Records drawn from a dataset
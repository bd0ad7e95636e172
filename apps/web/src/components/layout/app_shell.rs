//! Shared layout wrapper with the top navigation bar and content container.
//! Signed-in users also get the sidebar, the notification badge and the
//! account menu; anonymous visitors get sign-in and register links.

use crate::components::layout::Sidebar;
use crate::features::{auth::state::use_auth, inbox::use_inbox};
use leptos::prelude::*;
use leptos_router::{components::A, hooks::use_location};
use loan_core::{SessionStore, routes::paths};

const NAV_LINK: &str = "block py-2 px-3 text-gray-900 rounded hover:bg-gray-100 md:hover:bg-transparent md:border-0 md:hover:text-blue-700 md:p-0 dark:text-white md:dark:hover:text-blue-500 dark:hover:bg-gray-700 dark:hover:text-white md:dark:hover:bg-transparent";

/// Wraps routes with a header and main content container.
#[component]
pub fn AppShell(children: Children) -> impl IntoView {
    let (menu_open, set_menu_open) = signal(false);
    let toggle_menu = move |_| {
        set_menu_open.update(|open| *open = !*open);
    };
    let auth = use_auth();
    let inbox = use_inbox();
    let is_authenticated = auth.is_authenticated;
    let pathname = use_location().pathname;
    let on_login = move || pathname.get() == paths::LOGIN;
    let home = move || {
        if is_authenticated.get() {
            paths::DASHBOARD.to_string()
        } else {
            paths::WEBSITE.to_string()
        }
    };
    let user_name = move || auth.session.get().map(|user| user.name).unwrap_or_default();
    let initials = move || {
        auth.session
            .get()
            .map(|user| user.initials())
            .unwrap_or_default()
    };

    // The route guard of the current page takes over and redirects to login.
    let sign_out = move |_| {
        auth.sign_out();
        set_menu_open.set(false);
    };

    view! {
        <div class="min-h-screen flex flex-col bg-gray-50 dark:bg-gray-900">
            <header class="border-b border-gray-200 bg-white dark:border-gray-800 dark:bg-gray-900">
                <div class="max-w-screen-xl flex flex-wrap items-center justify-between mx-auto p-4">
                    <A
                        href=home
                        {..}
                        class="flex items-center space-x-3 rtl:space-x-reverse"
                        on:click=move |_| set_menu_open.set(false)
                    >
                        <img src="/logo.svg" class="h-8" alt="Payfee" />
                        <span class="text-xl font-bold whitespace-nowrap text-gray-900 dark:text-white">
                            "Payfee"
                        </span>
                    </A>
                    <button
                        type="button"
                        class="inline-flex items-center p-2 w-10 h-10 justify-center text-sm text-gray-500 rounded-lg md:hidden hover:bg-gray-100 focus:outline-none focus:ring-2 focus:ring-gray-200 dark:text-gray-400 dark:hover:bg-gray-700 dark:focus:ring-gray-600"
                        aria-controls="navbar-default"
                        aria-expanded=move || menu_open.get().to_string()
                        on:click=toggle_menu
                    >
                        <span class="sr-only">"Open main menu"</span>
                        <span class="material-symbols-outlined">"menu"</span>
                    </button>
                    <div
                        id="navbar-default"
                        class="w-full md:block md:w-auto"
                        class:hidden=move || !menu_open.get()
                    >
                        <ul class="font-medium flex flex-col items-start md:items-center p-4 md:p-0 mt-4 border border-gray-100 rounded-lg bg-gray-50 md:flex-row md:space-x-8 rtl:space-x-reverse md:mt-0 md:border-0 md:bg-white dark:bg-gray-800 md:dark:bg-gray-900 dark:border-gray-700">
                            <Show
                                when=move || is_authenticated.get()
                                fallback=move || {
                                    view! {
                                        <li>
                                            <Show
                                                when=on_login
                                                fallback=move || {
                                                    view! {
                                                        <A
                                                            href=paths::LOGIN
                                                            {..}
                                                            class=NAV_LINK
                                                            on:click=move |_| set_menu_open.set(false)
                                                        >
                                                            "Sign In"
                                                        </A>
                                                    }
                                                }
                                            >
                                                <A
                                                    href=paths::REGISTER
                                                    {..}
                                                    class=NAV_LINK
                                                    on:click=move |_| set_menu_open.set(false)
                                                >
                                                    "Register"
                                                </A>
                                            </Show>
                                        </li>
                                    }
                                }
                            >
                                <li>
                                    <A
                                        href=paths::DASHBOARD
                                        {..}
                                        class="relative inline-flex items-center py-2 px-3 md:p-0 text-gray-700 dark:text-gray-300"
                                        aria-label="Notifications"
                                        on:click=move |_| set_menu_open.set(false)
                                    >
                                        <span class="material-symbols-outlined">"notifications"</span>
                                        <Show when=move || { inbox.unread.get() > 0 }>
                                            <span class="absolute -top-2 -right-2 inline-flex items-center justify-center w-5 h-5 text-xs font-bold text-white bg-red-500 rounded-full">
                                                {move || inbox.unread.get()}
                                            </span>
                                        </Show>
                                    </A>
                                </li>
                                <li class="flex items-center gap-2 py-2 px-3 md:p-0">
                                    <span class="inline-flex items-center justify-center w-8 h-8 rounded-full bg-blue-600 text-xs font-semibold text-white">
                                        {initials}
                                    </span>
                                    <span class="text-sm text-gray-900 dark:text-white">
                                        {user_name}
                                    </span>
                                </li>
                                <li>
                                    <button type="button" class=NAV_LINK on:click=sign_out>
                                        "Sign Out"
                                    </button>
                                </li>
                            </Show>
                        </ul>
                    </div>
                </div>
            </header>
            <div class="flex flex-1">
                <Show when=move || is_authenticated.get()>
                    <Sidebar />
                </Show>
                <main class="flex-1 min-w-0">
                    <div class="container mx-auto p-4 mt-6">{children()}</div>
                </main>
            </div>
        </div>
    }
}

Problem requirements: Write the records out precisely, omitting nothing.

Answer to this problem:
repository bd0ad7e95636e172
filename apps/web/src/components/layout/app_shell.rs
//! Shared layout wrapper with the top navigation bar and content container.
//! Signed-in users also get the sidebar, the notification badge and the
//! account menu; anonymous visitors get sign-in and register links.

use crate::components::layout::Sidebar;
use crate::features::{auth::state::use_auth, inbox::use_inbox};
use leptos::prelude::*;
use leptos_router::{components::A, hooks::use_location};
use loan_core::{SessionStore, routes::paths};

const NAV_LINK: &str = "block py-2 px-3 text-gray-900 rounded hover:bg-gray-100 md:hover:bg-transparent md:border-0 md:hover:text-blue-700 md:p-0 dark:text-white md:dark:hover:text-blue-500 dark:hover:bg-gray-700 dark:hover:text-white md:dark:hover:bg-transparent";

/// Wraps routes with a header and main content container.
#[component]
pub fn AppShell(children: Children) -> impl IntoView {
    let (menu_open, set_menu_open) = signal(false);
    let toggle_menu = move |_| {
        set_menu_open.update(|open| *open = !*open);
    };
    let auth = use_auth();
    let inbox = use_inbox();
    let is_authenticated = auth.is_authenticated;
    let pathname = use_location().pathname;
    let on_login = move || pathname.get() == paths::LOGIN;
    let home = move || {
        if is_authenticated.get() {
            paths::DASHBOARD.to_string()
        } else {
            paths::WEBSITE.to_string()
        }
    };
    let user_name = move || auth.session.get().map(|user| user.name).unwrap_or_default();
    let initials = move || {
        auth.session
            .get()
            .map(|user| user.initials())
            .unwrap_or_default()
    };

    // The route guard of the current page takes over and redirects to login.
    let sign_out = move |_| {
        auth.sign_out();
        set_menu_open.set(false);
    };

    view! {
        <div class="min-h-screen flex flex-col bg-gray-50 dark:bg-gray-900">
            <header class="border-b border-gray-200 bg-white dark:border-gray-800 dark:bg-gray-900">
                <div class="max-w-screen-xl flex flex-wrap items-center justify-between mx-auto p-4">
                    <A
                        href=home
                        {..}
                        class="flex items-center space-x-3 rtl:space-x-reverse"
                        on:click=move |_| set_menu_open.set(false)
                    >
                        <img src="/logo.svg" class="h-8" alt="Payfee" />
                        <span class="text-xl font-bold whitespace-nowrap text-gray-900 dark:text-white">
                            "Payfee"
                        </span>
                    </A>
                    <button
                        type="button"
                        class="inline-flex items-center p-2 w-10 h-10 justify-center text-sm text-gray-500 rounded-lg md:hidden hover:bg-gray-100 focus:outline-none focus:ring-2 focus:ring-gray-200 dark:text-gray-400 dark:hover:bg-gray-700 dark:focus:ring-gray-600"
                        aria-controls="navbar-default"
                        aria-expanded=move || menu_open.get().to_string()
                        on:click=toggle_menu
                    >
                        <span class="sr-only">"Open main menu"</span>
                        <span class="material-symbols-outlined">"menu"</span>
                    </button>
                    <div
                        id="navbar-default"
                        class="w-full md:block md:w-auto"
                        class:hidden=move || !menu_open.get()
                    >
                        <ul class="font-medium flex flex-col items-start md:items-center p-4 md:p-0 mt-4 border border-gray-100 rounded-lg bg-gray-50 md:flex-row md:space-x-8 rtl:space-x-reverse md:mt-0 md:border-0 md:bg-white dark:bg-gray-800 md:dark:bg-gray-900 dark:border-gray-700">
                            <Show
                                when=move || is_authenticated.get()
                                fallback=move || {
                                    view! {
                                        <li>
                                            <Show
                                                when=on_login
                                                fallback=move || {
                                                    view! {
                                                        <A
                                                            href=paths::LOGIN
                                                            {..}
                                                            class=NAV_LINK
                                                            on:click=move |_| set_menu_open.set(false)
                                                        >
                                                            "Sign In"
                                                        </A>
                                                    }
                                                }
                                            >
                                                <A
                                                    href=paths::REGISTER
                                                    {..}
                                                    class=NAV_LINK
                                                    on:click=move |_| set_menu_open.set(false)
                                                >
                                                    "Register"
                                                </A>
                                            </Show>
                                        </li>
                                    }
                                }
                            >
                                <li>
                                    <A
                                        href=paths::DASHBOARD
                                        {..}
                                        class="relative inline-flex items-center py-2 px-3 md:p-0 text-gray-700 dark:text-gray-300"
                                        aria-label="Notifications"
                                        on:click=move |_| set_menu_open.set(false)
                                    >
                                        <span class="material-symbols-outlined">"notifications"</span>
                                        <Show when=move || { inbox.unread.get() > 0 }>
                                            <span class="absolute -top-2 -right-2 inline-flex items-center justify-center w-5 h-5 text-xs font-bold text-white bg-red-500 rounded-full">
                                                {move || inbox.unread.get()}
                                            </span>
                                        </Show>
                                    </A>
                                </li>
                                <li class="flex items-center gap-2 py-2 px-3 md:p-0">
                                    <span class="inline-flex items-center justify-center w-8 h-8 rounded-full bg-blue-600 text-xs font-semibold text-white">
                                        {initials}
                                    </span>
                                    <span class="text-sm text-gray-900 dark:text-white">
                                        {user_name}
                                    </span>
                                </li>
                                <li>
                                    <button type="button" class=NAV_LINK on:click=sign_out>
                                        "Sign Out"
                                    </button>
                                </li>
                            </Show>
                        </ul>
                    </div>
                </div>
            </header>
            <div class="flex flex-1">
                <Show when=move || is_authenticated.get()>
                    <Sidebar />
                </Show>
                <main class="flex-1 min-w-0">
                    <div class="container mx-auto p-4 mt-6">{children()}</div>
                </main>
            </div>
        </div>
    }
}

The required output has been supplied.